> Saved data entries
- - - -

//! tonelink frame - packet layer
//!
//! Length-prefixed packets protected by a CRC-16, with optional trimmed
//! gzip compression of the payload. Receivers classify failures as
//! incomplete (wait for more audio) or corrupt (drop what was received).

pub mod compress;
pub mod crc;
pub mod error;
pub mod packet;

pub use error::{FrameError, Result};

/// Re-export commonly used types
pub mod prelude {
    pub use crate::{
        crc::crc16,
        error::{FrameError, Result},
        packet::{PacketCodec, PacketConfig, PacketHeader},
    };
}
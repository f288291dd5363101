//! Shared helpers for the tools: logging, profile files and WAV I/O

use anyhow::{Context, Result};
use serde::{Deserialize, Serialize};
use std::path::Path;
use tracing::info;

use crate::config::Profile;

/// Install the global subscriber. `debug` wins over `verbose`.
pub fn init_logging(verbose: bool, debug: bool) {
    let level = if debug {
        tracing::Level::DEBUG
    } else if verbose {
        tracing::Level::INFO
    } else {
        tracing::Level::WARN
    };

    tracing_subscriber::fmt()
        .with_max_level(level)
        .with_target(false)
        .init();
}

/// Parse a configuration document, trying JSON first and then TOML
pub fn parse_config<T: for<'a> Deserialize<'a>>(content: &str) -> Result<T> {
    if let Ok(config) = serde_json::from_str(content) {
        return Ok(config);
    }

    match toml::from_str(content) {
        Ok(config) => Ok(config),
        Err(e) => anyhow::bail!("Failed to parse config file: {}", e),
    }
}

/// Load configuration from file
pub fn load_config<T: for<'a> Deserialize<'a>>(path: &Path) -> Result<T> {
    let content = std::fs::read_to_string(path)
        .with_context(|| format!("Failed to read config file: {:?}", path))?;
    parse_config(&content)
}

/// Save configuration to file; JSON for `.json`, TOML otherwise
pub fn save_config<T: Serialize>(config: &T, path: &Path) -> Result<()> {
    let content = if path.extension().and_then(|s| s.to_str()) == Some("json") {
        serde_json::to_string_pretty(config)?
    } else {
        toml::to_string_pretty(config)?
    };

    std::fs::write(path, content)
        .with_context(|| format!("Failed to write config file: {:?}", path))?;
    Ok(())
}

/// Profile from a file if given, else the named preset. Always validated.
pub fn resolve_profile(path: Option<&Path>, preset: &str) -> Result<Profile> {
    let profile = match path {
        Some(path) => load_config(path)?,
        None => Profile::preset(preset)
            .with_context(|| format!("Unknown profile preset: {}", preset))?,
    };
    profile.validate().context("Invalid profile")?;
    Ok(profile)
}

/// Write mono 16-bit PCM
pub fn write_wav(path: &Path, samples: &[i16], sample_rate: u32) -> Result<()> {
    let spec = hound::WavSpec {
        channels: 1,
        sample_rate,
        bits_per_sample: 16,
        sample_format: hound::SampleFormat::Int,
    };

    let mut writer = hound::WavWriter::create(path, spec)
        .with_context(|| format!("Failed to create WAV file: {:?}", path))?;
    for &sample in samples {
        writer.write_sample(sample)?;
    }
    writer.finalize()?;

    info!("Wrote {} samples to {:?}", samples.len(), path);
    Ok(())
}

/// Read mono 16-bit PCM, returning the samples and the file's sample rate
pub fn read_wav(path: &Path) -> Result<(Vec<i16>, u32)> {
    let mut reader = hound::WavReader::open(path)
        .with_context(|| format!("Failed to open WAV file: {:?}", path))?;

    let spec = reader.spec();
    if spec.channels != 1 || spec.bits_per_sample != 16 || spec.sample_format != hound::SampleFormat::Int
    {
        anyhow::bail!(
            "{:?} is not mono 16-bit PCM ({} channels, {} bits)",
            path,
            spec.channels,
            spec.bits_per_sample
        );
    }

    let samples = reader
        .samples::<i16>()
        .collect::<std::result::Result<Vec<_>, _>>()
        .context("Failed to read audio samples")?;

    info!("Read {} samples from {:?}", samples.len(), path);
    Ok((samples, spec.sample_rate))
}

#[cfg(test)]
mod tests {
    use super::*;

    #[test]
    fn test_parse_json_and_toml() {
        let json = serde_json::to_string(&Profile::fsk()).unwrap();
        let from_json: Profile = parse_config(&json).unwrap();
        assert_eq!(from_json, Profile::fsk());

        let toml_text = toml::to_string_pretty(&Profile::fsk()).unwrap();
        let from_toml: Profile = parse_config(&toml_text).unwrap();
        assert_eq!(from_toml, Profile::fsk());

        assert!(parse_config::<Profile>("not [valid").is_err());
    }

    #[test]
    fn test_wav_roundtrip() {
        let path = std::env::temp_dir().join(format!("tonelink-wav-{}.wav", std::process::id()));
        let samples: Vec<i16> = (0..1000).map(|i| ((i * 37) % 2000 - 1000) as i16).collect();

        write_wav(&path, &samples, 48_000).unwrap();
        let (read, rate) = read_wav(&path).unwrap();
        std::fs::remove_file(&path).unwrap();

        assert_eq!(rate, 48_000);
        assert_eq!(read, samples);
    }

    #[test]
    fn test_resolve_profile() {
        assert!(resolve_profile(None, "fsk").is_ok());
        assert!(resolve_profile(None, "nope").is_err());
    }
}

- - - -

> ASSIGNMENT
How many lines in the entries above hold the string "writer"? Answer with the number and nothing more.

> ANSWER TO THE EXERCISE
3